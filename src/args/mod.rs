//! Program arguments as seen by the top-level task
//!
//! The runtime keeps its own copy of the process argument vector. Before the
//! script sees it, every option reserved for a runtime subsystem is stripped
//! together with its value.

use std::fmt;
use std::ops::Deref;

use once_cell::sync::Lazy;
use tracing::trace;

use crate::runtime::Runtime;

/// Ordered argument list; index 0 is the program name by convention.
#[derive(Debug, Clone, PartialEq, Eq, Default)]
pub struct ArgumentVector(Vec<String>);

impl ArgumentVector {
    /// Create from any sequence of strings
    pub fn new<I, S>(args: I) -> Self
    where
        I: IntoIterator<Item = S>,
        S: Into<String>,
    {
        Self(args.into_iter().map(Into::into).collect())
    }

    /// Program name, if present
    pub fn program(&self) -> Option<&str> {
        self.0.first().map(String::as_str)
    }

    /// Argument at `index`
    pub fn arg(
        &self,
        index: usize,
    ) -> Option<&str> {
        self.0.get(index).map(String::as_str)
    }

    /// Consume into the underlying vector
    pub fn into_inner(self) -> Vec<String> {
        self.0
    }
}

impl Deref for ArgumentVector {
    type Target = [String];

    fn deref(&self) -> &Self::Target {
        &self.0
    }
}

impl From<Vec<String>> for ArgumentVector {
    fn from(args: Vec<String>) -> Self {
        Self(args)
    }
}

impl fmt::Display for ArgumentVector {
    fn fmt(
        &self,
        f: &mut fmt::Formatter<'_>,
    ) -> fmt::Result {
        write!(f, "[{}]", self.0.join(", "))
    }
}

/// Options owned by runtime subsystems.
///
/// This table is shared with the runtime's option parser and must not drift
/// from it.
#[derive(Debug, Clone, Copy)]
pub struct ReservedOptionSpec {
    /// Subsystem namespace markers, matched with `starts_with`
    pub prefixes: &'static [&'static str],
    /// Options matched exactly
    pub exact: &'static [&'static str],
}

impl ReservedOptionSpec {
    /// Whether `arg` names a reserved option
    pub fn matches(
        &self,
        arg: &str,
    ) -> bool {
        self.prefixes.iter().any(|prefix| arg.starts_with(prefix))
            || self.exact.iter().any(|name| arg == *name)
    }
}

/// The runtime's reserved options.
pub static RESERVED_OPTIONS: Lazy<ReservedOptionSpec> = Lazy::new(|| ReservedOptionSpec {
    prefixes: &[
        "-lg:", "-hl:", "-realm:", "-ll:", "-cuda:", "-numa:", "-dm:", "-bishop:",
    ],
    exact: &["-level", "-logfile"],
});

/// Strip runtime options from `args`.
///
/// Every reserved option is assumed to take one value, unless the token after
/// it starts with a dash; such a token is left in place and may be read as a
/// flag downstream.
pub fn filter(
    args: &ArgumentVector,
    filter_runtime_options: bool,
) -> ArgumentVector {
    if !filter_runtime_options {
        return args.clone();
    }
    filter_with(args, &RESERVED_OPTIONS)
}

/// [`filter`] against an explicit option table
pub fn filter_with(
    args: &ArgumentVector,
    spec: &ReservedOptionSpec,
) -> ArgumentVector {
    let mut out = args.0.clone();
    // index 0 is the program name
    let mut i = 1;
    while i < out.len() {
        if spec.matches(&out[i]) {
            let option = out.remove(i);
            if i < out.len() && !out[i].starts_with('-') {
                let value = out.remove(i);
                trace!("dropped runtime option {} {}", option, value);
            } else {
                trace!("dropped runtime option {}", option);
            }
            continue;
        }
        i += 1;
    }
    ArgumentVector(out)
}

/// Fetch the runtime's argument vector, optionally filtered.
pub fn input_args<R: Runtime + ?Sized>(
    runtime: &R,
    filter_runtime_options: bool,
) -> ArgumentVector {
    let raw = runtime.input_args();
    filter(&raw, filter_runtime_options)
}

ABOUT THIS TASK: Of the entries above, repeat exactly the lines from the line with "by runtime subsystems." through the line with "let option = out.remove(i);", both of them included.

TASK RESULT:
/// Options owned by runtime subsystems.
///
/// This table is shared with the runtime's option parser and must not drift
/// from it.
#[derive(Debug, Clone, Copy)]
pub struct ReservedOptionSpec {
    /// Subsystem namespace markers, matched with `starts_with`
    pub prefixes: &'static [&'static str],
    /// Options matched exactly
    pub exact: &'static [&'static str],
}

impl ReservedOptionSpec {
    /// Whether `arg` names a reserved option
    pub fn matches(
        &self,
        arg: &str,
    ) -> bool {
        self.prefixes.iter().any(|prefix| arg.starts_with(prefix))
            || self.exact.iter().any(|name| arg == *name)
    }
}

/// The runtime's reserved options.
pub static RESERVED_OPTIONS: Lazy<ReservedOptionSpec> = Lazy::new(|| ReservedOptionSpec {
    prefixes: &[
        "-lg:", "-hl:", "-realm:", "-ll:", "-cuda:", "-numa:", "-dm:", "-bishop:",
    ],
    exact: &["-level", "-logfile"],
});

/// Strip runtime options from `args`.
///
/// Every reserved option is assumed to take one value, unless the token after
/// it starts with a dash; such a token is left in place and may be read as a
/// flag downstream.
pub fn filter(
    args: &ArgumentVector,
    filter_runtime_options: bool,
) -> ArgumentVector {
    if !filter_runtime_options {
        return args.clone();
    }
    filter_with(args, &RESERVED_OPTIONS)
}

/// [`filter`] against an explicit option table
pub fn filter_with(
    args: &ArgumentVector,
    spec: &ReservedOptionSpec,
) -> ArgumentVector {
    let mut out = args.0.clone();
    // index 0 is the program name
    let mut i = 1;
    while i < out.len() {
        if spec.matches(&out[i]) {
            let option = out.remove(i);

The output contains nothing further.